Para acolher melhor e com mais segurança quem chega à nossa Região, estabelecemos convenções com laboratórios em território continental e na Região Autónoma da Madeira. Trata-se de um esforço muito grande da Região e dos profissionais do Serviço Regional de Saúde, que trabalham dia e noite nos aeroportos e nos laboratórios, para garantir o processo administrativo, a colheita, a análise laboratorial e a comunicação do resultado.
Abordando um outro tema, fale-nos um pouco mais do seu percurso e de como a sua capacidade de liderança, aliada a outros fatores, foi fundamental, por exemplo, nesta luta.
Enquanto Secretária Regional da Saúde, com a tutela da Saúde e da Proteção Civil, a minha principal preocupação é garantir dois elementos fundamentais. Primeiro, que as unidades de saúde e os seus profissionais e os bombeiros dos Açores dispõem de recursos para lidar com um aumento do número de casos de Covid-19.

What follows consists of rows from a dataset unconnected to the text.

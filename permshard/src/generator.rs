//! Per-task permutation generation and persistence.

use std::fmt::Display;
use std::fs::File;
use std::io::{BufWriter, Write};
use std::path::{Path, PathBuf};
use std::time::Instant;

use tracing::debug;

use crate::error::StorageError;
use crate::partition::Task;
use crate::permute::Permutations;
use crate::record::write_record;

/// Handle to the persisted records of one task.
///
/// Produced by a worker once its file is fully written and flushed; the file
/// is read-only from then on.
#[derive(Debug, Clone, PartialEq, Eq)]
pub struct TaskOutput {
    index: usize,
    location: PathBuf,
    records: u64,
}

impl TaskOutput {
    pub fn new(index: usize, location: impl Into<PathBuf>, records: u64) -> Self {
        Self {
            index,
            location: location.into(),
            records,
        }
    }

    /// Submission position of the task that produced this output.
    pub fn index(&self) -> usize {
        self.index
    }

    pub fn location(&self) -> &Path {
        &self.location
    }

    /// Number of records written.
    pub fn records(&self) -> u64 {
        self.records
    }
}

/// Write every permutation of the task's remainder, headed by its fixed
/// element, to the task's location.
///
/// One record per line. The file is truncated first, and flushed before this
/// returns; on error it is left as far as it got.
pub fn write_task<T: Display>(task: &Task<T>) -> Result<TaskOutput, StorageError> {
    let path = task.location();
    let start = Instant::now();

    let file = File::create(path).map_err(|e| StorageError::create(path, e))?;
    let mut writer = BufWriter::new(file);

    let records = write_records(task, &mut writer).map_err(|e| StorageError::write(path, e))?;
    writer.flush().map_err(|e| StorageError::write(path, e))?;

    debug!(
        task = task.index(),
        path = %path.display(),
        records,
        elapsed_ms = start.elapsed().as_millis() as u64,
        "Task output written"
    );

    Ok(TaskOutput::new(task.index(), path, records))
}

/// Stream a task's records into `out`, returning how many were written.
pub fn write_records<T: Display, W: Write>(task: &Task<T>, out: &mut W) -> std::io::Result<u64> {
    let remainder = task.remainder();
    let mut perms = Permutations::new(remainder);
    let mut line = String::new();
    let mut records = 0u64;

    while let Some(order) = perms.next_indices() {
        line.clear();
        let elements = std::iter::once(task.fixed()).chain(order.iter().map(|&i| &remainder[i]));
        write_record(&mut line, elements)
            .map_err(|_| std::io::Error::new(std::io::ErrorKind::Other, "formatting failed"))?;
        line.push('\n');
        out.write_all(line.as_bytes())?;
        records += 1;
    }

    Ok(records)
}

#[cfg(test)]
mod tests {
    use super::*;
    use crate::partition::{NamingScheme, Partitioner};
    use crate::sequence::InputSequence;
    use std::fs;
    use tempfile::TempDir;

    fn tasks_for<T>(dir: &Path, elements: Vec<T>) -> Vec<Task<T>>
    where
        T: Clone + PartialEq + Display,
    {
        let input = InputSequence::new(elements).unwrap();
        Partitioner::new(dir, NamingScheme::Element)
            .partition(&input)
            .unwrap()
    }

    #[test]
    fn test_write_task_first_partition() {
        let temp = TempDir::new().unwrap();
        let tasks = tasks_for(temp.path(), vec![1, 2, 3]);

        let output = write_task(&tasks[0]).unwrap();

        assert_eq!(output.index(), 0);
        assert_eq!(output.records(), 2);
        assert_eq!(output.location(), temp.path().join("perm_1.txt"));
        let content = fs::read_to_string(output.location()).unwrap();
        assert_eq!(content, "[1, 2, 3]\n[1, 3, 2]\n");
    }

    #[test]
    fn test_write_task_every_record_has_fixed_head() {
        let temp = TempDir::new().unwrap();
        let tasks = tasks_for(temp.path(), vec!['a', 'b', 'c', 'd', 'e']);

        for task in &tasks {
            let output = write_task(task).unwrap();
            assert_eq!(output.records(), 24);
            let content = fs::read_to_string(output.location()).unwrap();
            let prefix = format!("[{}", task.fixed());
            assert_eq!(content.lines().count(), 24);
            assert!(content.lines().all(|l| l.starts_with(&prefix)));
        }
    }

    #[test]
    fn test_single_element_writes_singleton_record() {
        let temp = TempDir::new().unwrap();
        let tasks = tasks_for(temp.path(), vec![42]);

        let output = write_task(&tasks[0]).unwrap();

        assert_eq!(output.records(), 1);
        assert_eq!(fs::read_to_string(output.location()).unwrap(), "[42]\n");
    }

    #[test]
    fn test_write_task_truncates_stale_file() {
        let temp = TempDir::new().unwrap();
        let tasks = tasks_for(temp.path(), vec![1, 2]);
        fs::write(tasks[0].location(), "stale\nstale\nstale\n").unwrap();

        write_task(&tasks[0]).unwrap();

        assert_eq!(
            fs::read_to_string(tasks[0].location()).unwrap(),
            "[1, 2]\n"
        );
    }

    #[test]
    fn test_write_task_missing_directory_is_storage_error() {
        let temp = TempDir::new().unwrap();
        let tasks = tasks_for(temp.path(), vec![1, 2]);
        fs::remove_dir_all(temp.path()).unwrap();

        let err = write_task(&tasks[0]).unwrap_err();
        assert!(matches!(err, StorageError::Create { .. }));
    }

    #[test]
    fn test_write_records_to_buffer() {
        let temp = TempDir::new().unwrap();
        let tasks = tasks_for(temp.path(), vec![1, 2, 3]);
        let mut buffer = Vec::new();

        let records = write_records(&tasks[2], &mut buffer).unwrap();

        assert_eq!(records, 2);
        assert_eq!(String::from_utf8(buffer).unwrap(), "[3, 1, 2]\n[3, 2, 1]\n");
    }
}
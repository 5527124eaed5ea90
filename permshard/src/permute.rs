//! Permutation enumeration.
//!
//! [`Permutations`] walks every ordering of a slice exactly once, in
//! position-lexicographic order: orderings are compared by the original
//! positions of their elements, so for `[a, b, c]` the sequence starts with
//! `[a, b, c]`, `[a, c, b]`, `[b, a, c]`. The order only depends on the input
//! positions, never on the element values, which keeps runs deterministic.
//!
//! # Example
//!
//! ```
//! use permshard::permute::Permutations;
//!
//! let items = [1, 2, 3];
//! let all: Vec<Vec<i32>> = Permutations::new(&items)
//!     .map(|p| p.into_iter().copied().collect())
//!     .collect();
//!
//! assert_eq!(all.len(), 6);
//! assert_eq!(all[0], vec![1, 2, 3]);
//! assert_eq!(all[1], vec![1, 3, 2]);
//! ```

/// Returns `n!`, or `None` if it does not fit in a `u64`.
pub fn factorial(n: usize) -> Option<u64> {
    (2..=n as u64).try_fold(1u64, |acc, k| acc.checked_mul(k))
}

/// Iterator over every ordering of a slice.
///
/// Yields borrowed elements so that large element types are never cloned.
/// An empty slice has exactly one ordering: the empty one.
#[derive(Debug, Clone)]
pub struct Permutations<'a, T> {
    items: &'a [T],
    indices: Vec<usize>,
    state: State,
    remaining: Option<u64>,
}

#[derive(Debug, Clone, Copy, PartialEq, Eq)]
enum State {
    Fresh,
    Running,
    Done,
}

impl<'a, T> Permutations<'a, T> {
    /// Create an iterator over the orderings of `items`.
    pub fn new(items: &'a [T]) -> Self {
        Self {
            items,
            indices: (0..items.len()).collect(),
            state: State::Fresh,
            remaining: factorial(items.len()),
        }
    }

    /// Advance to the next ordering and return it as positions into the
    /// original slice.
    ///
    /// This is the allocation-free form of [`Iterator::next`].
    pub fn next_indices(&mut self) -> Option<&[usize]> {
        match self.state {
            State::Fresh => self.state = State::Running,
            State::Running => {
                if !next_permutation(&mut self.indices) {
                    self.state = State::Done;
                    return None;
                }
            }
            State::Done => return None,
        }
        if let Some(remaining) = self.remaining.as_mut() {
            *remaining = remaining.saturating_sub(1);
        }
        Some(&self.indices)
    }

    /// The slice being permuted.
    pub fn items(&self) -> &'a [T] {
        self.items
    }
}

impl<'a, T> Iterator for Permutations<'a, T> {
    type Item = Vec<&'a T>;

    fn next(&mut self) -> Option<Self::Item> {
        let items = self.items;
        self.next_indices()
            .map(|indices| indices.iter().map(|&i| &items[i]).collect())
    }

    fn size_hint(&self) -> (usize, Option<usize>) {
        match self.remaining.and_then(|r| usize::try_from(r).ok()) {
            Some(r) => (r, Some(r)),
            None => (usize::MAX, None),
        }
    }
}

/// Rearranges `indices` into the next greater ordering.
///
/// Returns `false` (leaving the slice untouched) once the last ordering has
/// been reached.
fn next_permutation(indices: &mut [usize]) -> bool {
    let n = indices.len();
    if n < 2 {
        return false;
    }

    let Some(pivot) = (0..n - 1).rev().find(|&i| indices[i] < indices[i + 1]) else {
        return false;
    };

    // pivot < n - 1 so a successor always exists
    let successor = (pivot + 1..n)
        .rev()
        .find(|&j| indices[j] > indices[pivot])
        .unwrap_or(pivot + 1);

    indices.swap(pivot, successor);
    indices[pivot + 1..].reverse();
    true
}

Segundo, que a prestação de cuidados urgentes ou inadiáveis e a vigilância da doença crónica não são descuradas. Por isso, procurei fazer um acompanhamento de proximidade, reunindo diariamente com os dirigentes e profissionais de hospitais, unidades de saúde de ilha e do Serviço Regional de Proteção Civil e Bombeiros dos Açores.
O que é para si ser um verdadeiro líder e gestor de pessoas? O diálogo e a capacidade de escutar são dois dos principais pilares para uma gestão positiva?
Liderar é manter a visão de conjunto, mesmo quando os problemas ameaçam enviesar a análise, é dar o exemplo, é manter um discurso confiante, é estar mais perto de quem está no terreno.
O diálogo e a capacidade de escutar são dois pilares essenciais, mas são também o mais difícil em momentos críticos. Por isso, optei por agendar reuniões sempre ao mesmo dia e à mesma hora. Assim, todos parávamos, ao mesmo tempo, para debater os acontecimentos do dia.
Acha que existe alguma diferença entre uma liderança feminina e uma masculina? Ou acredita que a liderança positiva não tem género?
A liderança positiva não tem género, tem pessoas. Não se aprende, pois não há receita. Cada líder tem o seu estilo de liderança, que resulta do seu desenvolvimento pessoal. Funcionará à escala da sua mundividência.
O que falta, na sua opinião, para que a igualdade de oportunidades seja cada vez mais uma realidade?
Circunscrevendo-me à nossa realidade, eu diria que as mulheres deveriam ser tão exigentes com os homens como são com elas próprias.
A terminar, o que podemos continuar a esperar da sua parte e qual a mensagem que gostaria de deixar ao universo feminino que dia após dia continua a mostrar a sua força?
Poderão esperar da minha parte, garantidamente, alegria no trabalho. Estou na Saúde para cuidar das pessoas, por isso, todos os dias são proveitosos. A minha mensagem para o universo feminino é: nunca desfaçam as malas. O mundo está cheio de desafios, na nossa rua ou no outro lado do planeta.